> [Work order]:
Reproduce each line from the records that holds "find".
═══ Input data
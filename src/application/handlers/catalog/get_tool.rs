//! GetToolHandler - Query handler for a single catalog record.

use std::sync::Arc;

use thiserror::Error;

use crate::domain::catalog::ToolCostRecord;
use crate::ports::{CatalogError, ToolCatalog};

/// Query to fetch one tool by its exact identifier.
#[derive(Debug, Clone)]
pub struct GetToolQuery {
    pub tool_id: String,
}

/// Result of a successful lookup.
pub type GetToolResult = ToolCostRecord;

/// Errors from a single-tool lookup.
#[derive(Debug, Error)]
pub enum GetToolError {
    #[error("Tool not found: {0}")]
    NotFound(String),

    #[error(transparent)]
    Catalog(#[from] CatalogError),
}

/// Handler for looking up a tool by identifier.
pub struct GetToolHandler {
    catalog: Arc<dyn ToolCatalog>,
}

impl GetToolHandler {
    pub fn new(catalog: Arc<dyn ToolCatalog>) -> Self {
        Self { catalog }
    }

    /// The identifier is compared as given; no normalization is applied.
    pub async fn handle(&self, query: GetToolQuery) -> Result<GetToolResult, GetToolError> {
        self.catalog
            .find(&query.tool_id)
            .await?
            .ok_or(GetToolError::NotFound(query.tool_id))
    }
}

#[cfg(test)]
mod tests {
    use super::*;
    use crate::adapters::catalog::InMemoryToolCatalog;
    use crate::domain::catalog::tool_cost::fixtures::record;
    use crate::domain::catalog::ToolListing;
    use async_trait::async_trait;

    fn handler() -> GetToolHandler {
        let catalog = InMemoryToolCatalog::new(vec![record("multiqc", 0.002, 0.001, 0.006)])
            .unwrap();
        GetToolHandler::new(Arc::new(catalog))
    }

    struct FailingCatalog;

    #[async_trait]
    impl ToolCatalog for FailingCatalog {
        async fn list(&self, _listing: &ToolListing) -> Result<Vec<ToolCostRecord>, CatalogError> {
            Err(CatalogError::Unavailable("offline".to_string()))
        }

        async fn find(&self, _tool_id: &str) -> Result<Option<ToolCostRecord>, CatalogError> {
            Err(CatalogError::Unavailable("offline".to_string()))
        }
    }

    #[tokio::test]
    async fn returns_matching_record() {
        let tool = handler()
            .handle(GetToolQuery {
                tool_id: "multiqc".to_string(),
            })
            .await
            .unwrap();
        assert_eq!(tool.tool_id, "multiqc");
    }

    #[tokio::test]
    async fn lookup_is_case_sensitive() {
        let result = handler()
            .handle(GetToolQuery {
                tool_id: "MultiQC".to_string(),
            })
            .await;
        assert!(matches!(result, Err(GetToolError::NotFound(id)) if id == "MultiQC"));
    }

    #[tokio::test]
    async fn catalog_failures_propagate() {
        let handler = GetToolHandler::new(Arc::new(FailingCatalog));
        let result = handler
            .handle(GetToolQuery {
                tool_id: "multiqc".to_string(),
            })
            .await;
        assert!(matches!(result, Err(GetToolError::Catalog(_))));
    }
}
══════
> [Written answer]:
            .find(&query.tool_id)
        async fn find(&self, _tool_id: &str) -> Result<Option<ToolCostRecord>, CatalogError> {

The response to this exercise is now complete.